上述の3つの目標を達成するには、4つめの目標である「研究支援体制と研究環境の充実」が不可欠です。臨床応用を実現するには、細胞培養や安全性評価を行う技術者、知的財産、契約、規制、広報などの専門知識を持った研究支援者がますます必要になってきます。ところが、CiRAの教職員のうち約9割が数年間の有期雇用で、その大半が研究支援業務に携わっています。

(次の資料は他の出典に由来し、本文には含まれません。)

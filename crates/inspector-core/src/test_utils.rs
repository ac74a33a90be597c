//! In-memory archive builders for tests.
//!
//! These produce the fixtures every archive format test needs: plain tar,
//! `.tar.gz`, zip and gem-style nested tars.
//!
//! # Panics
//!
//! All functions in this module may panic on I/O errors since they are
//! designed for test use only where panics are acceptable.

#![allow(clippy::unwrap_used, clippy::missing_panics_doc)]

use std::io::Cursor;
use std::io::Write;

use flate2::Compression;
use flate2::write::GzEncoder;

/// Creates an in-memory TAR archive from a list of entries.
///
/// Each entry is a tuple of (path, content). Files are created with mode 0o644.
///
/// # Examples
///
/// ```
/// use inspector_core::test_utils::create_test_tar;
///
/// let tar_data = create_test_tar(vec![("file.txt", b"hello"), ("dir/nested.txt", b"world")]);
/// ```
#[must_use]
pub fn create_test_tar(entries: Vec<(&str, &[u8])>) -> Vec<u8> {
    entries
        .into_iter()
        .fold(TarTestBuilder::new(), |builder, (path, data)| {
            builder.add_file(path, data)
        })
        .build()
}

/// Creates an in-memory `.tar.gz` archive from a list of entries.
#[must_use]
pub fn create_test_tar_gz(entries: Vec<(&str, &[u8])>) -> Vec<u8> {
    gzip(&create_test_tar(entries))
}

/// Gzip-compresses a buffer.
#[must_use]
pub fn gzip(data: &[u8]) -> Vec<u8> {
    let mut encoder = GzEncoder::new(Vec::new(), Compression::default());
    encoder.write_all(data).unwrap();
    encoder.finish().unwrap()
}

/// Creates a gem-style package: an outer tar holding `metadata.gz` and a
/// `data.tar.gz` with the payload files.
///
/// # Examples
///
/// ```
/// use inspector_core::test_utils::create_test_gem;
///
/// let gem = create_test_gem(b"name: demo\n", vec![("lib/demo.rb", b"module Demo; end\n")]);
/// ```
#[must_use]
pub fn create_test_gem(metadata: &[u8], files: Vec<(&str, &[u8])>) -> Vec<u8> {
    let metadata_gz = gzip(metadata);
    let data_tar_gz = create_test_tar_gz(files);
    create_test_tar(vec![
        ("metadata.gz", &metadata_gz),
        ("data.tar.gz", &data_tar_gz),
    ])
}

/// Creates an in-memory ZIP archive from a list of entries.
///
/// Each entry is a tuple of (path, content). Files are stored uncompressed.
///
/// # Examples
///
/// ```
/// use inspector_core::test_utils::create_test_zip;
///
/// let zip_data = create_test_zip(vec![("file.txt", b"hello"), ("dir/nested.txt", b"world")]);
/// ```
#[must_use]
pub fn create_test_zip(entries: Vec<(&str, &[u8])>) -> Vec<u8> {
    entries
        .into_iter()
        .fold(ZipTestBuilder::new(), |builder, (path, data)| {
            builder.add_file(path, data)
        })
        .build()
}

/// Builder for TAR test archives with files, directories and symlinks.
///
/// # Examples
///
/// ```
/// use inspector_core::test_utils::TarTestBuilder;
///
/// let tar_data = TarTestBuilder::new()
///     .add_file("file.txt", b"content")
///     .add_directory("dir/")
///     .add_symlink("link", "file.txt")
///     .build();
/// ```
pub struct TarTestBuilder {
    builder: tar::Builder<Vec<u8>>,
}

impl TarTestBuilder {
    /// Creates a new TAR test builder.
    #[must_use]
    pub fn new() -> Self {
        Self {
            builder: tar::Builder::new(Vec::new()),
        }
    }

    /// Adds a regular file to the archive.
    #[must_use]
    pub fn add_file(mut self, path: &str, data: &[u8]) -> Self {
        let mut header = tar::Header::new_gnu();
        header.set_size(data.len() as u64);
        header.set_mode(0o644);
        header.set_cksum();
        self.builder.append_data(&mut header, path, data).unwrap();
        self
    }

    /// Adds a directory to the archive.
    #[must_use]
    pub fn add_directory(mut self, path: &str) -> Self {
        let mut header = tar::Header::new_gnu();
        header.set_size(0);
        header.set_mode(0o755);
        header.set_entry_type(tar::EntryType::Directory);
        header.set_cksum();
        self.builder
            .append_data(&mut header, path, std::io::empty())
            .unwrap();
        self
    }

    /// Adds a symlink to the archive.
    #[must_use]
    pub fn add_symlink(mut self, path: &str, target: &str) -> Self {
        let mut header = tar::Header::new_gnu();
        header.set_size(0);
        header.set_mode(0o777);
        header.set_entry_type(tar::EntryType::Symlink);
        header.set_link_name(target).unwrap();
        header.set_cksum();
        self.builder
            .append_data(&mut header, path, std::io::empty())
            .unwrap();
        self
    }

    /// Builds and returns the TAR archive data.
    #[must_use]
    pub fn build(self) -> Vec<u8> {
        self.builder.into_inner().unwrap()
    }
}

impl Default for TarTestBuilder {
    fn default() -> Self {
        Self::new()
    }
}

/// Builder for ZIP test archives with files and directories.
///
/// # Examples
///
/// ```
/// use inspector_core::test_utils::ZipTestBuilder;
///
/// let zip_data = ZipTestBuilder::new()
///     .add_file("file.txt", b"content")
///     .add_directory("dir/")
///     .build();
/// ```
pub struct ZipTestBuilder {
    zip: zip::ZipWriter<Cursor<Vec<u8>>>,
}

impl ZipTestBuilder {
    /// Creates a new ZIP test builder.
    #[must_use]
    pub fn new() -> Self {
        Self {
            zip: zip::ZipWriter::new(Cursor::new(Vec::new())),
        }
    }

    /// Adds a regular file to the archive.
    #[must_use]
    pub fn add_file(mut self, path: &str, data: &[u8]) -> Self {
        use zip::write::SimpleFileOptions;

        let options = SimpleFileOptions::default()
            .compression_method(zip::CompressionMethod::Stored)
            .unix_permissions(0o644);

        self.zip.start_file(path, options).unwrap();
        self.zip.write_all(data).unwrap();
        self
    }

    /// Adds a directory to the archive.
    #[must_use]
    pub fn add_directory(mut self, path: &str) -> Self {
        use zip::write::SimpleFileOptions;

        let options = SimpleFileOptions::default().unix_permissions(0o755);
        self.zip.add_directory(path, options).unwrap();
        self
    }

    /// Builds and returns the ZIP archive data.
    #[must_use]
    pub fn build(self) -> Vec<u8> {
        self.zip.finish().unwrap().into_inner()
    }
}

impl Default for ZipTestBuilder {
    fn default() -> Self {
        Self::new()
    }
}

#[cfg(test)]
mod tests {
    use super::*;

    #[test]
    fn test_create_test_tar() {
        let tar_data = create_test_tar(vec![("file.txt", b"hello")]);
        assert!(!tar_data.is_empty());
    }

    #[test]
    fn test_create_test_zip() {
        let zip_data = create_test_zip(vec![("file.txt", b"hello")]);
        assert!(zip_data.starts_with(b"PK"));
    }

    #[test]
    fn test_gzip_magic() {
        assert!(gzip(b"abc").starts_with(&[0x1f, 0x8b]));
    }

    #[test]
    fn test_create_test_gem() {
        let gem = create_test_gem(b"name: x\n", vec![("lib/x.rb", b"x")]);
        assert!(gem.len() >= 512 * 4);
    }
}
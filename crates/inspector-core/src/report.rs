//! Prefilled "report malicious package" links.

use percent_encoding::AsciiSet;
use percent_encoding::NON_ALPHANUMERIC;
use percent_encoding::utf8_percent_encode;

/// Registry security contact.
pub const SECURITY_CONTACT: &str = "security@rubygems.org";

/// Characters left as-is in mailto components: unreserved marks and `/`.
const COMPONENT: &AsciiSet = &NON_ALPHANUMERIC
    .remove(b'-')
    .remove(b'.')
    .remove(b'_')
    .remove(b'~')
    .remove(b'/');

/// Builds a `mailto:` link reporting one file of a release as malicious.
///
/// `source` is where the reviewer looked at the file, included so the
/// security team can follow along.
///
/// # Examples
///
/// ```
/// use inspector_core::report::mailto_report_link;
///
/// let link = mailto_report_link("rake", "13.0.6", "ruby", "lib/rake.rb", "inspector");
/// assert!(link.starts_with("mailto:security@rubygems.org?subject=Malicious%20Package%20Report%3A%20rake&body="));
/// ```
#[must_use]
pub fn mailto_report_link(
    project: &str,
    version: &str,
    platform: &str,
    path: &str,
    source: &str,
) -> String {
    let subject = format!("Malicious Package Report: {project}");
    let body = format!(
        "RubyGems Malicious Package Report\n\
         --\n\
         Package Name: {project}\n\
         Version: {version}\n\
         Platform: {platform}\n\
         File Path: {path}\n\
         Inspector URL: {source}\n\n\
         Additional Information:\n\n"
    );

    format!(
        "mailto:{SECURITY_CONTACT}?subject={}&body={}",
        utf8_percent_encode(&subject, COMPONENT),
        utf8_percent_encode(&body, COMPONENT)
    )
}

#[cfg(test)]
mod tests {
    use super::*;

    #[test]
    fn test_body_is_encoded() {
        let link = mailto_report_link("evil-gem", "0.1.0", "ruby", "lib/evil.rb", "x");
        let body = link.split("&body=").nth(1).unwrap_or_default();
        assert!(body.starts_with("RubyGems%20Malicious%20Package%20Report%0A--%0A"));
        assert!(body.contains("Package%20Name%3A%20evil-gem%0A"));
        assert!(body.contains("File%20Path%3A%20lib/evil.rb%0A"));
        assert!(body.ends_with("Additional%20Information%3A%0A%0A"));
    }

    #[test]
    fn test_untrusted_path_cannot_break_out() {
        let link = mailto_report_link("p", "1", "ruby", "a&cc=attacker@x?y#z", "x");
        assert!(link.contains("a%26cc%3Dattacker%40x%3Fy%23z"));
        assert_eq!(link.matches('&').count(), 1);
    }
}
//! Labeled results of the forensic checks.

use std::borrow::Cow;
use std::fmt;

use serde::Serialize;

/// How much attention a finding deserves.
#[derive(Debug, Clone, Copy, PartialEq, Eq, PartialOrd, Ord, Hash, Serialize)]
#[serde(rename_all = "lowercase")]
pub enum Severity {
    /// Informational.
    Normal,
    /// Worth a look.
    Medium,
    /// Likely suspicious.
    High,
}

impl Severity {
    /// Lower-case name of the severity.
    #[must_use]
    pub const fn as_str(self) -> &'static str {
        match self {
            Self::Normal => "normal",
            Self::Medium => "medium",
            Self::High => "high",
        }
    }
}

impl fmt::Display for Severity {
    fn fmt(&self, f: &mut fmt::Formatter<'_>) -> fmt::Result {
        f.write_str(self.as_str())
    }
}

/// One labeled result of the forensic pipeline.
///
/// Label and value are derived from file names and contents, so they are
/// untrusted unless `trusted` is set. Rendering code should go through
/// [`Finding::sanitized_label`] and [`Finding::sanitized_value`].
#[derive(Debug, Clone, PartialEq, Eq, Serialize)]
pub struct Finding {
    /// Severity of the finding.
    pub severity: Severity,
    /// Property name, e.g. `SHA-256`.
    pub label: String,
    /// Optional property value.
    #[serde(skip_serializing_if = "Option::is_none")]
    pub value: Option<String>,
    /// Whether label and value are safe to emit verbatim.
    pub trusted: bool,
}

impl Finding {
    /// Creates an untrusted finding.
    #[must_use]
    pub fn new(severity: Severity, label: impl Into<String>, value: Option<String>) -> Self {
        Self {
            severity,
            label: label.into(),
            value,
            trusted: false,
        }
    }

    /// Label with control characters removed unless the finding is trusted.
    #[must_use]
    pub fn sanitized_label(&self) -> Cow<'_, str> {
        self.sanitize(&self.label)
    }

    /// Value with control characters removed unless the finding is trusted.
    #[must_use]
    pub fn sanitized_value(&self) -> Option<Cow<'_, str>> {
        self.value.as_deref().map(|value| self.sanitize(value))
    }

    fn sanitize<'a>(&self, text: &'a str) -> Cow<'a, str> {
        if self.trusted || !text.chars().any(char::is_control) {
            Cow::Borrowed(text)
        } else {
            Cow::Owned(text.chars().filter(|c| !c.is_control()).collect())
        }
    }
}

#[cfg(test)]
mod tests {
    use super::*;

    #[test]
    fn test_severity_order() {
        assert!(Severity::Normal < Severity::Medium);
        assert!(Severity::Medium < Severity::High);
        assert_eq!(Severity::High.to_string(), "high");
    }

    #[test]
    fn test_new_is_untrusted() {
        let finding = Finding::new(Severity::Normal, "SHA-256", Some("ab".into()));
        assert!(!finding.trusted);
    }

    #[test]
    fn test_sanitize_strips_escape_sequences() {
        let finding = Finding::new(
            Severity::High,
            "evil\x1b[2Jlabel",
            Some("line\r\nbreak\x07".into()),
        );
        assert_eq!(finding.sanitized_label(), "evil[2Jlabel");
        assert_eq!(finding.sanitized_value().unwrap(), "linebreak");
    }

    #[test]
    fn test_sanitize_borrows_clean_text() {
        let finding = Finding::new(Severity::Normal, "Entropy", Some("4.5".into()));
        assert!(matches!(finding.sanitized_label(), Cow::Borrowed(_)));
    }

    #[test]
    fn test_trusted_passes_verbatim() {
        let finding = Finding {
            trusted: true,
            ..Finding::new(Severity::Normal, "a\tb", None)
        };
        assert_eq!(finding.sanitized_label(), "a\tb");
        assert!(finding.sanitized_value().is_none());
    }
}
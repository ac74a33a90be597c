//! Registry coordinates of a published distribution file.

use std::fmt;

/// Platform of the default, pure-Ruby build of a gem.
pub const DEFAULT_PLATFORM: &str = "ruby";

/// Identifies one distribution file on the registry.
///
/// The identity is derived from registry coordinates only, never from the
/// downloaded content.
#[derive(Debug, Clone, PartialEq, Eq, Hash)]
pub struct DistributionId {
    /// Canonical project name.
    pub project: String,
    /// Version string as published.
    pub version: String,
    /// Build platform, `ruby` for the platform-independent build.
    pub platform: String,
}

impl DistributionId {
    /// Creates an identity for the default platform.
    #[must_use]
    pub fn new(project: impl Into<String>, version: impl Into<String>) -> Self {
        Self::with_platform(project, version, DEFAULT_PLATFORM)
    }

    /// Creates an identity for a specific platform build.
    #[must_use]
    pub fn with_platform(
        project: impl Into<String>,
        version: impl Into<String>,
        platform: impl Into<String>,
    ) -> Self {
        Self {
            project: project.into(),
            version: version.into(),
            platform: platform.into(),
        }
    }

    /// Release name as the registry's v2 API spells it: the version, with a
    /// `-{platform}` suffix for non-default platforms.
    #[must_use]
    pub fn release_name(&self) -> String {
        if self.platform == DEFAULT_PLATFORM {
            self.version.clone()
        } else {
            format!("{}-{}", self.version, self.platform)
        }
    }

    /// Full release name, `{project}-{version}` with a `-{platform}` suffix
    /// for non-default platforms.
    #[must_use]
    pub fn full_name(&self) -> String {
        format!("{}-{}", self.project, self.release_name())
    }

    /// Distribution file name.
    ///
    /// # Examples
    ///
    /// ```
    /// use inspector_core::DistributionId;
    ///
    /// assert_eq!(DistributionId::new("rake", "13.0.6").filename(), "rake-13.0.6.gem");
    /// assert_eq!(
    ///     DistributionId::with_platform("nokogiri", "1.15.0", "x86_64-linux").filename(),
    ///     "nokogiri-1.15.0-x86_64-linux.gem"
    /// );
    /// ```
    #[must_use]
    pub fn filename(&self) -> String {
        format!("{}.gem", self.full_name())
    }

    /// Download URL below `download_base`.
    #[must_use]
    pub fn download_url(&self, download_base: &str) -> String {
        format!(
            "{}/gems/{}",
            download_base.trim_end_matches('/'),
            self.filename()
        )
    }

    /// Stable cache key.
    ///
    /// Every coordinate is length-prefixed, so distinct coordinates never
    /// produce the same key even when they contain the separator.
    #[must_use]
    pub fn cache_key(&self) -> String {
        let filename = self.filename();
        [
            self.project.as_str(),
            self.version.as_str(),
            self.platform.as_str(),
            filename.as_str(),
        ]
        .iter()
        .map(|part| format!("{}:{part}", part.len()))
        .collect::<Vec<_>>()
        .join("/")
    }
}

impl fmt::Display for DistributionId {
    fn fmt(&self, f: &mut fmt::Formatter<'_>) -> fmt::Result {
        f.write_str(&self.full_name())
    }
}

#[cfg(test)]
mod tests {
    use super::*;

    #[test]
    fn test_filename_default_platform() {
        let id = DistributionId::new("rails", "7.1.0");
        assert_eq!(id.platform, "ruby");
        assert_eq!(id.filename(), "rails-7.1.0.gem");
        assert_eq!(id.to_string(), "rails-7.1.0");
    }

    #[test]
    fn test_filename_platform() {
        let id = DistributionId::with_platform("ffi", "1.16.3", "java");
        assert_eq!(id.filename(), "ffi-1.16.3-java.gem");
        assert_eq!(id.release_name(), "1.16.3-java");
        assert_eq!(DistributionId::new("ffi", "1.16.3").release_name(), "1.16.3");
    }

    #[test]
    fn test_download_url() {
        let id = DistributionId::new("rake", "13.0.6");
        assert_eq!(
            id.download_url("https://index.rubygems.org/"),
            "https://index.rubygems.org/gems/rake-13.0.6.gem"
        );
    }

    #[test]
    fn test_cache_key_stable() {
        let a = DistributionId::new("rake", "13.0.6");
        let b = DistributionId::new("rake", "13.0.6");
        assert_eq!(a.cache_key(), b.cache_key());
        assert_eq!(a.cache_key(), "4:rake/6:13.0.6/4:ruby/15:rake-13.0.6.gem");
    }

    #[test]
    fn test_cache_key_collision_free() {
        // same file name, different coordinates
        let a = DistributionId::with_platform("a-b", "1", "ruby");
        let b = DistributionId::with_platform("a", "b-1", "ruby");
        assert_eq!(a.filename(), b.filename());
        assert_ne!(a.cache_key(), b.cache_key());
    }
}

彼らを長期間に亘り雇用する財源を確保することが、CiRAの所長である私の大きな課題となっています。

研究支援体制・研究環境整備のための基金

私たちの研究所は多額の公的な競争的資金や企業との共同研究を通じた研究資金をいただいていますが、これらは期限付きかつ目的が特定された資金であるため、優秀な研究者や研究支援者を長期間に雇用するには十分とは言えません。また若手研究者の教育、研究環境の整備、特許係争への備え、未来医療開拓のための萌芽的研究の支援なども、国や企業からの研究資金では十分に対応できません。そこで「iPS細胞研究基金」を創設し、広くご寄付を呼びかけ、財源を確保しようとファンドレイジング活動にも力を注いでいます。私自身がフルマラソンに出場し、オンラインで寄付募集を行ったりもしています。研究環境の充実や研究支援者の安定雇用のための財源確保は、多くの大学が抱える課題です。私たちは基金の取り組みを通じて、研究活動にも市民から寄付が集まるような寄付文化を日本に根付かせたいと考えています。

今後、様々な課題に直面することと思いますが、それらを乗り越え、CiRAの使命である「iPS細胞の医療応用」に向けた研究を加速し、一日も早く患者さんに新しい治療を届けたいと思います。